In Guyana, coalition leaders and supporters (the diehard ones) insist in persevering that they and they alone have the facts and know the truths of this elections season here, and from the figures presented (dreamed up) that their group won. We placed ‘diehard’ and ‘dreamed up’ in parentheses for emphasis, so that the foolishness and flimsiness of the coalition’s incredible conclusions and positions are more pronounced. Diehards only, because many at the different levels of its rank and file supporters recognize the real truths, and quietly seek to distance themselves from the lies that label them as aiding and abetting the ongoing follies of the leader and his dogged inner circle of extremists. The hope of all Guyana is that the leader is not a likeminded extremist, too.
We say, and the region and the world agree, that what the coalition presents rises beyond concoction. It is surreal, beyond belief, these numbers dreamed up, these hardline positions about victory that stand shakily on air and topple over embarrassingly with any scrutiny. When the coalition embarrasses itself, all of us are humiliated again and again before an increasingly unsettled world. That world is doing more than talking and warning. It is acting and readying to ratchet the pressure, the first turn of which was that of visa restrictions.
For its part, the coalition’s reaction was a study of some contrast. Some of its stalwarts immediately dismissed word of sanctions as meaning nothing. We warn them that visas are the first step only, and the mildest in the menu of options. We find it hard to believe that those who aspire to govern Guyana, who speak of struggling for democracy and righteousness, would want to live like drug dealers and money launderers and human traffickers. To put more pointedly, that they would crawl and move about to conduct the business of the peoples of this country in secretive manners, via underground channels, and with rogue regimes confined to a similar boat. No Guyanese should desire, or identify with, circumstances that compel our political administrators to function under the cover of darkness and by stealth.

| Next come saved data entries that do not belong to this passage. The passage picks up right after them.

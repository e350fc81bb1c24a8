//! Placeholder text for `{% lorem %}`

use rand::seq::SliceRandom;
use rand::Rng;

use crate::parser::LoremMethod;

const COMMON_P: &str = "Lorem ipsum dolor sit amet, consectetur adipisicing elit, sed do eiusmod \
tempor incididunt ut labore et dolore magna aliqua. Ut enim ad minim veniam, quis nostrud \
exercitation ullamco laboris nisi ut aliquip ex ea commodo consequat. Duis aute irure dolor in \
reprehenderit in voluptate velit esse cillum dolore eu fugiat nulla pariatur. Excepteur sint \
occaecat cupidatat non proident, sunt in culpa qui officia deserunt mollit anim id est laborum.";

const COMMON_WORDS: &[&str] = &[
    "lorem", "ipsum", "dolor", "sit", "amet", "consectetur", "adipisicing", "elit", "sed", "do",
    "eiusmod", "tempor", "incididunt", "ut", "labore", "et", "dolore", "magna", "aliqua",
];

const WORDS: &[&str] = &[
    "exercitationem", "perferendis", "perspiciatis", "laborum", "eveniet", "sunt", "iure", "nam",
    "nobis", "eum", "cum", "officiis", "excepturi", "odio", "consectetur", "quasi", "aut", "quisquam",
    "vel", "eligendi", "itaque", "non", "odit", "tempore", "quaerat", "dignissimos", "facilis",
    "neque", "nihil", "expedita", "vitae", "vero", "ipsum", "nisi", "animi", "cumque", "pariatur",
    "velit", "modi", "natus", "iusto", "eaque", "sequi", "illo", "sed", "ex", "et", "voluptatibus",
    "tempora", "veritatis", "ratione", "assumenda", "incidunt", "nostrum", "placeat", "aliquid",
    "fuga", "provident", "praesentium", "rem", "necessitatibus", "suscipit", "adipisci", "quidem",
    "possimus", "voluptas", "debitis", "sint", "accusantium", "unde", "sapiente", "voluptate", "qui",
    "aspernatur", "laudantium", "soluta", "amet", "quo", "aliquam", "saepe", "culpa", "libero",
    "ipsa", "dicta", "reiciendis", "nesciunt", "doloribus", "autem", "impedit", "minima", "maiores",
    "repudiandae", "ipsam", "obcaecati", "ullam", "enim", "totam", "delectus", "ducimus", "quis",
    "voluptates", "dolores", "molestiae", "harum", "dolorem", "quia", "voluptatem", "molestias",
    "magni", "distinctio", "omnis", "illum", "dolorum", "voluptatum", "ea", "quas", "quam",
    "corporis", "quae", "blanditiis", "atque", "deserunt", "laboriosam", "earum", "consequuntur",
    "hic", "cupiditate", "quibusdam", "accusamus", "ut", "rerum", "error", "minus", "eius", "ab",
    "ad", "nemo", "fugit", "officia", "at", "in", "id", "quos", "reprehenderit", "numquam", "iste",
    "fugiat", "sit", "inventore", "beatae", "repellendus", "magnam", "recusandae", "quod", "explicabo",
    "doloremque", "aperiam", "consequatur", "asperiores", "commodi", "optio", "dolor", "labore",
    "temporibus", "repellat", "veniam", "architecto", "est", "esse", "mollitia", "nulla", "a",
    "similique", "eos", "alias", "dolore", "tenetur", "deleniti", "porro", "facere", "maxime",
    "corrupti",
];

/// Render `count` units of placeholder text
pub fn generate(count: usize, method: LoremMethod, random: bool) -> String {
    match method {
        LoremMethod::Words => words(count, random),
        LoremMethod::Paragraphs => paragraphs(count, random)
            .iter()
            .map(|p| format!("<p>{}</p>", p))
            .collect::<Vec<_>>()
            .join("\n\n"),
        LoremMethod::Blocks => paragraphs(count, random).join("\n\n"),
    }
}

/// Space-separated words; the common opening words come first unless `random`
pub fn words(count: usize, random: bool) -> String {
    if random {
        let mut rng = rand::thread_rng();
        return (0..count)
            .filter_map(|_| WORDS.choose(&mut rng).copied())
            .collect::<Vec<_>>()
            .join(" ");
    }
    COMMON_WORDS
        .iter()
        .chain(WORDS.iter())
        .cycle()
        .take(count)
        .copied()
        .collect::<Vec<_>>()
        .join(" ")
}

pub fn paragraphs(count: usize, random: bool) -> Vec<String> {
    if !random {
        return vec![COMMON_P.to_string(); count];
    }
    let mut rng = rand::thread_rng();
    (0..count).map(|_| random_paragraph(&mut rng)).collect()
}

fn random_paragraph(rng: &mut impl Rng) -> String {
    let sentences = rng.gen_range(1..=4);
    (0..sentences)
        .map(|_| random_sentence(&mut *rng))
        .collect::<Vec<_>>()
        .join(" ")
}

fn random_sentence(rng: &mut impl Rng) -> String {
    let len = rng.gen_range(4..=12);
    let words: Vec<&str> = (0..len).filter_map(|_| WORDS.choose(&mut *rng).copied()).collect();
    let sentence = words.join(" ");
    let mut chars = sentence.chars();
    match chars.next() {
        Some(first) => format!("{}{}.", first.to_uppercase(), chars.as_str()),
        None => String::new(),
    }
}
//! Integration tests for component templates, slots and context

use pretty_assertions::assert_eq;
use trellis::{
    tokenize, tokenize_baseline, BoxError, Component, ContextBehavior, DepsStrategy, Engine, Map,
    RenderArgs, RenderError, RenderInput, Settings, SimpleComponent, SlotContent, SlotError,
    TemplateSource, Value,
};

fn engine_with(components: &[(&str, &str)]) -> Engine {
    let engine = Engine::new(Settings::default().with_deps_strategy(DepsStrategy::Ignore));
    for (name, template) in components {
        engine
            .register_component(*name, SimpleComponent::new(*name, *template))
            .expect("register");
    }
    engine
}

fn page(engine: &Engine, src: &str) -> Result<String, RenderError> {
    engine.render_str(src, Map::new())
}

#[test]
fn test_component_with_fills() {
    let engine = engine_with(&[(
        "card",
        r#"<div class="card"><h2>{% slot "title" %}Untitled{% endslot %}</h2>{% slot "body" default %}{% endslot %}</div>"#,
    )]);

    let out = page(
        &engine,
        r#"{% component "card" %}{% fill "title" %}News{% endfill %}{% fill "body" %}<p>text</p>{% endfill %}{% endcomponent %}"#,
    )
    .unwrap();
    insta::assert_snapshot!(out, @r#"<div class="card"><h2>News</h2><p>text</p></div>"#);
}

#[test]
fn test_implicit_body_fills_default_slot() {
    let engine = engine_with(&[(
        "card",
        r#"<div>{% slot "title" %}Untitled{% endslot %}|{% slot "body" default %}empty{% endslot %}</div>"#,
    )]);

    let filled = page(&engine, r#"{% component "card" %}Hello{% endcomponent %}"#).unwrap();
    assert_eq!(filled, "<div>Untitled|Hello</div>");

    let blank = page(&engine, "{% component \"card\" %}\n  \n{% endcomponent %}").unwrap();
    assert_eq!(blank, "<div>Untitled|empty</div>");
}

#[test]
fn test_fill_sees_outer_context_and_slot_data() {
    let engine = engine_with(&[(
        "list",
        r#"<ul>{% for item in items %}<li>{% slot "row" item=item %}{{ item }}{% endslot %}</li>{% endfor %}</ul>"#,
    )]);

    let mut context = Map::new();
    context.insert("prefix".to_string(), "#".into());
    context.insert("things".to_string(), Value::from(vec!["a", "b"]));
    let out = engine
        .render_str(
            r#"{% component "list" items=things %}{% fill "row" data="row" %}{{ prefix }}{{ row.item }}{% endfill %}{% endcomponent %}"#,
            context,
        )
        .unwrap();
    assert_eq!(out, "<ul><li>#a</li><li>#b</li></ul>");
}

#[test]
fn test_label_synthesized_for_filled_field() {
    let engine = engine_with(&[(
        "form",
        r#"<label>{% slot "label:first_name" %}{% endslot %}</label>{% slot "field:first_name" %}{% endslot %}"#,
    )]);

    let out = page(
        &engine,
        r#"{% component "form" %}{% fill "field:first_name" %}<input name="first_name">{% endfill %}{% endcomponent %}"#,
    )
    .unwrap();
    assert_eq!(out, r#"<label>First Name</label><input name="first_name">"#);
}

#[test]
fn test_explicit_label_fill_wins() {
    let engine = engine_with(&[(
        "form",
        r#"<label>{% slot "label:email" %}{% endslot %}</label>{% slot "field:email" %}{% endslot %}"#,
    )]);

    let out = page(
        &engine,
        r#"{% component "form" %}{% fill "label:email" %}E-mail address{% endfill %}{% fill "field:email" %}<input>{% endfill %}{% endcomponent %}"#,
    )
    .unwrap();
    assert_eq!(out, "<label>E-mail address</label><input>");
}

#[test]
fn test_label_without_field_slot_is_error() {
    let engine = engine_with(&[("form", r#"{% slot "field:x" %}{% endslot %}"#)]);

    let err = page(
        &engine,
        r#"{% component "form" %}{% fill "field:x" %}x{% endfill %}{% fill "label:y" %}Y{% endfill %}{% endcomponent %}"#,
    )
    .unwrap_err();
    match err {
        RenderError::Slot(SlotError::UnusedLabels { component, labels }) => {
            assert_eq!(component, "form");
            assert_eq!(labels, vec!["label:y".to_string()]);
        }
        other => panic!("Expected unused label error, got {:?}", other),
    }
}

#[test]
fn test_required_slot_without_fill_is_error() {
    let engine = engine_with(&[("panel", r#"{% slot "header" required %}{% endslot %}"#)]);
    let err = page(&engine, r#"{% component "panel" / %}"#).unwrap_err();
    assert!(matches!(
        err,
        RenderError::Slot(SlotError::MissingRequired { ref slot, .. }) if slot == "header"
    ));
}

#[test]
fn test_slot_content_from_rust() {
    let engine = engine_with(&[(
        "row",
        r#"[{% slot "plain" %}{% endslot %}][{% slot "markup" %}{% endslot %}][{% slot "computed" n=3 %}{% endslot %}]"#,
    )]);

    let args = RenderArgs::new()
        .with_slot("plain", "<b>")
        .with_slot("markup", SlotContent::Html("<b>".to_string()))
        .with_slot(
            "computed",
            SlotContent::func(|kwargs: &Map| -> Result<String, BoxError> {
                let n = kwargs.get("n").and_then(Value::as_int).unwrap_or(0);
                Ok("*".repeat(n as usize))
            }),
        );
    let out = engine.render("row", args).unwrap();
    assert_eq!(out, "[&lt;b&gt;][<b>][***]");
}

#[test]
fn test_html_attrs_merge_in_component() {
    let engine = engine_with(&[(
        "button",
        r#"<button {% html_attrs attrs type="button" class="btn" %}>{{ label }}</button>"#,
    )]);

    let mut context = Map::new();
    let mut attrs = Map::new();
    attrs.insert("class".to_string(), "primary".into());
    attrs.insert("disabled".to_string(), Value::Bool(true));
    context.insert("extra".to_string(), Value::Map(attrs));
    let out = engine
        .render_str(
            r#"{% component "button" label="Save" attrs=extra / %}"#,
            context,
        )
        .unwrap();
    assert_eq!(
        out,
        r#"<button class="primary btn" disabled type="button">Save</button>"#
    );
}

#[test]
fn test_context_behaviors() {
    let page_src = r#"{% with who="Ann" %}{% component "hello" / %}|{% component "hello" only / %}{% endwith %}"#;

    let django = engine_with(&[("hello", "Hi {{ who }}")]);
    assert_eq!(page(&django, page_src).unwrap(), "Hi Ann|Hi ");

    let isolated = Engine::new(
        Settings::default()
            .with_deps_strategy(DepsStrategy::Ignore)
            .with_context_behavior(ContextBehavior::Isolated),
    );
    isolated
        .register_component("hello", SimpleComponent::new("hello", "Hi {{ who }}"))
        .unwrap();
    assert_eq!(page(&isolated, page_src).unwrap(), "Hi |Hi ");
}

#[test]
fn test_component_data_does_not_leak_to_page() {
    let engine = engine_with(&[("tag", "[{{ label }}]")]);
    let out = page(
        &engine,
        r#"{% component "tag" label="x" / %}{{ label }}{% component "tag" / %}"#,
    )
    .unwrap();
    assert_eq!(out, "[x][]");
}

struct Themed;

impl Component for Themed {
    fn template(&self) -> TemplateSource {
        TemplateSource::inline("<p class=\"{{ theme }}\">{% slot \"content\" default %}{% endslot %}</p>")
    }

    fn class_name(&self) -> Option<&str> {
        Some("themed")
    }

    fn get_template_data(&self, input: &RenderInput) -> Result<Map, BoxError> {
        let theme = input
            .inject("theme")
            .and_then(|values| values.get("color"))
            .cloned()
            .unwrap_or_else(|| Value::from("light"));
        let mut data = Map::new();
        data.insert("theme".to_string(), theme);
        Ok(data)
    }
}

#[test]
fn test_provide_reaches_nested_components() {
    let engine = engine_with(&[("wrapper", "<section>{% slot \"inner\" default %}{% endslot %}</section>")]);
    engine.register_component("themed", Themed).unwrap();

    let out = page(
        &engine,
        r#"{% provide "theme" color="dark" %}{% component "wrapper" %}{% component "themed" %}hi{% endcomponent %}{% endcomponent %}{% endprovide %}{% component "themed" %}bye{% endcomponent %}"#,
    )
    .unwrap();
    assert_eq!(
        out,
        r#"<section><p class="dark">hi</p></section><p class="light">bye</p>"#
    );
}

#[test]
fn test_template_string_arguments_render_before_passing() {
    let engine = engine_with(&[("heading", "<h1>{{ title }}</h1>"), ("mark", "<mark>{{ text }}</mark>")]);
    let out = page(
        &engine,
        r#"{% component "heading" title="{% lorem 3 w %}" / %}{% component "heading" title="{% component 'mark' text='hot' / %} news" / %}"#,
    )
    .unwrap();
    assert_eq!(out, "<h1>lorem ipsum dolor</h1><h1><mark>hot</mark> news</h1>");
}

#[test]
fn test_is_filled_exposed_to_templates() {
    let engine = engine_with(&[(
        "box",
        r#"{% if component_vars.is_filled.footer %}<footer>{% slot "footer" %}{% endslot %}</footer>{% endif %}"#,
    )]);
    assert_eq!(page(&engine, r#"{% component "box" / %}"#).unwrap(), "");
    assert_eq!(
        page(
            &engine,
            r#"{% component "box" %}{% fill "footer" %}f{% endfill %}{% endcomponent %}"#
        )
        .unwrap(),
        "<footer>f</footer>"
    );
}

#[test]
fn test_dynamic_component_name() {
    let engine = engine_with(&[("a", "A"), ("b", "B")]);
    let mut context = Map::new();
    context.insert("names".to_string(), Value::from(vec!["b", "a"]));
    let out = engine
        .render_str(
            "{% for n in names %}{% component n / %}{% endfor %}",
            context,
        )
        .unwrap();
    assert_eq!(out, "BA");

    let mut context = Map::new();
    context.insert("n".to_string(), Value::Int(3));
    let err = engine
        .render_str("{% component n / %}", context)
        .unwrap_err();
    assert!(matches!(err, RenderError::InvalidName { .. }));
}

#[test]
fn test_tokenizers_agree_without_nesting() {
    let src = "<p>{{ user.name|title }}</p>{% if a %}{% component \"card\" title='x y' / %}{% endif %}{# note #}";
    assert_eq!(tokenize(src, true).unwrap(), tokenize_baseline(src, true));
}

#[test]
fn test_tokenizer_keeps_nested_tags_in_one_argument() {
    let src = r#"{% component "heading" title="{% component 'mark' text='hot' / %} news" / %}"#;
    let args: Vec<String> = tokenize(src, true)
        .unwrap()
        .into_iter()
        .filter_map(|token| match token.node {
            trellis::parser::Token::TagArg(arg) => Some(arg),
            _ => None,
        })
        .collect();
    assert_eq!(
        args,
        vec![
            "\"heading\"".to_string(),
            r#"title="{% component 'mark' text='hot' / %} news""#.to_string(),
            "/".to_string(),
        ]
    );
}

We do not like it, but if the leaders of this country, the determined coalition leaders, continue to raise their middle fingers in the air and moon their behinds at the world, in defiance of the most influential people in the region and hemisphere, then they risk being taught the severest of lessons. This country is too small and too weak, despite all the bravado, to keep going down the road that is being thought of, and increasingly appearing to be the hard one that is chosen.
We do not like any of this, not because of any concern for the welfare of senior coalition people, which is deserving but for what would be the terrible plights inflicted upon the poorer and more vulnerable in this society. We do not care too much either for most of the rest of the political crowd, but what is right is right. Because, if there is no such thing, no morsel of faithful adherence to what is right, then we do not have anything by way of systems, or with regard to laws and honouring them in steadfast obedience.
What we have had here in this elections season is one profanity after another, from multiple violations of commonsense, truth, fairness, justice, and commitment to some form of constant and universally acceptable standard. Instead, what the coalition brain trust keeps conjuring and presenting amounts to what is helpful to its warped cause, what is fulfilling of its crooked visions. This is wrong, however looked at and on every count. Yet the coalition persists with what is tantamount to criminal farces. The ominous is promised: it will not end well.